What is being asked :: Find the lines of the listing that contain the string "high", and return them.

Records for this task ::
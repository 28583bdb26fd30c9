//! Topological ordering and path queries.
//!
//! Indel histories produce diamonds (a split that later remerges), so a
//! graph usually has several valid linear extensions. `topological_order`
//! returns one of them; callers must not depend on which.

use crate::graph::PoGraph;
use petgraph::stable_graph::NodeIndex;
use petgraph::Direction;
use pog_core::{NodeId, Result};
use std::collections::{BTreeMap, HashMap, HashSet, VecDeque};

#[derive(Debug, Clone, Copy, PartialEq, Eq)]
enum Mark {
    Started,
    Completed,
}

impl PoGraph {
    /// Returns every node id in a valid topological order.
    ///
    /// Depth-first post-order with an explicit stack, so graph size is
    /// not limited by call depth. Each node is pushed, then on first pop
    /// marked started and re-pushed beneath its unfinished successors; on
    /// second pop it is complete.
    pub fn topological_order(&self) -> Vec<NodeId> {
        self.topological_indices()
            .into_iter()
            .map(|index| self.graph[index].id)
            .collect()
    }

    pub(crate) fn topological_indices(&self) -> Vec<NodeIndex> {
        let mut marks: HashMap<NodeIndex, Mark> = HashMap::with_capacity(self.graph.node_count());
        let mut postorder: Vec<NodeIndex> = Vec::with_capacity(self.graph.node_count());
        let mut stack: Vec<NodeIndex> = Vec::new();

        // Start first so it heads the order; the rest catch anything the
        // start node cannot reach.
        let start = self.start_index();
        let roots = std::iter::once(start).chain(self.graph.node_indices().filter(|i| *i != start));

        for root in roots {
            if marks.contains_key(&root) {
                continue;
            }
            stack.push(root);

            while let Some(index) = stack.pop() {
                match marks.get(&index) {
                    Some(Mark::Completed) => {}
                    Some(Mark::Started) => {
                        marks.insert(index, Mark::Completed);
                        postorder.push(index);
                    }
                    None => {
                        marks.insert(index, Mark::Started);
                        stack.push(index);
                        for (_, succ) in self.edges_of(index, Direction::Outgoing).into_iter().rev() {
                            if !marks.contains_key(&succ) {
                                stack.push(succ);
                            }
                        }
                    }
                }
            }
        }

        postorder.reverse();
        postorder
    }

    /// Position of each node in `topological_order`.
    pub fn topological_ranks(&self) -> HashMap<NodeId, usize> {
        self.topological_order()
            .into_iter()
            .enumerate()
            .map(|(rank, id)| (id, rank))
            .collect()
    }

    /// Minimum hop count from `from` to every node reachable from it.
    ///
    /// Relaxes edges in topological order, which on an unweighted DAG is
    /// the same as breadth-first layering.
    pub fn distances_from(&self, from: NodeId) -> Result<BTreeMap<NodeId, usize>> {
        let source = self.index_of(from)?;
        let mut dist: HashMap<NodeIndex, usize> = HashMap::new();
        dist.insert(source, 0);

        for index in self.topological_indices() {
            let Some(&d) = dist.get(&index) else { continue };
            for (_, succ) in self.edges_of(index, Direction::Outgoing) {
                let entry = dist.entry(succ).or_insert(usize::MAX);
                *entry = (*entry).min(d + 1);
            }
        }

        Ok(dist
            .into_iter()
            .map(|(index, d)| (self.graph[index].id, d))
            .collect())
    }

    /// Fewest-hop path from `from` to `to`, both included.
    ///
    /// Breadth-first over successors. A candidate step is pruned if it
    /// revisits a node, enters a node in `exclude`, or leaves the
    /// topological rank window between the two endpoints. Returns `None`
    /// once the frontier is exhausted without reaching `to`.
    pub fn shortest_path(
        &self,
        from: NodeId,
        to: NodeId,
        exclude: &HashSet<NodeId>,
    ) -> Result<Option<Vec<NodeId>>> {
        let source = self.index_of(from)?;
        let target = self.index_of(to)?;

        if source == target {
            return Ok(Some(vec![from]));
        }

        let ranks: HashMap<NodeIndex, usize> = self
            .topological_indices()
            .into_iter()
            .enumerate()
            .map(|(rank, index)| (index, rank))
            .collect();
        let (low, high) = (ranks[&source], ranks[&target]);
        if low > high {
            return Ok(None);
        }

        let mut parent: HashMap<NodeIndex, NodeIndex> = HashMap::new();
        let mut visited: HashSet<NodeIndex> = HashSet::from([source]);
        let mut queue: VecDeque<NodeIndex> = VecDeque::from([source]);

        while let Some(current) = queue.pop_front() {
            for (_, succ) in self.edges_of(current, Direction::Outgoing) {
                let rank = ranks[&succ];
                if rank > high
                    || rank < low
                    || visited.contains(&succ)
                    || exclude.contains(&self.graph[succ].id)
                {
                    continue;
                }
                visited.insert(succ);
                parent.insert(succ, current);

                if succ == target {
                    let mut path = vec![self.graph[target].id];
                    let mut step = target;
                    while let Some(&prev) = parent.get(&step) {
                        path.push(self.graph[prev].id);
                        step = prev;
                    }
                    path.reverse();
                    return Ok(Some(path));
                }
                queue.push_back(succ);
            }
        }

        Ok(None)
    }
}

Completed exercise ::
        let (low, high) = (ranks[&source], ranks[&target]);
        if low > high {
                if rank > high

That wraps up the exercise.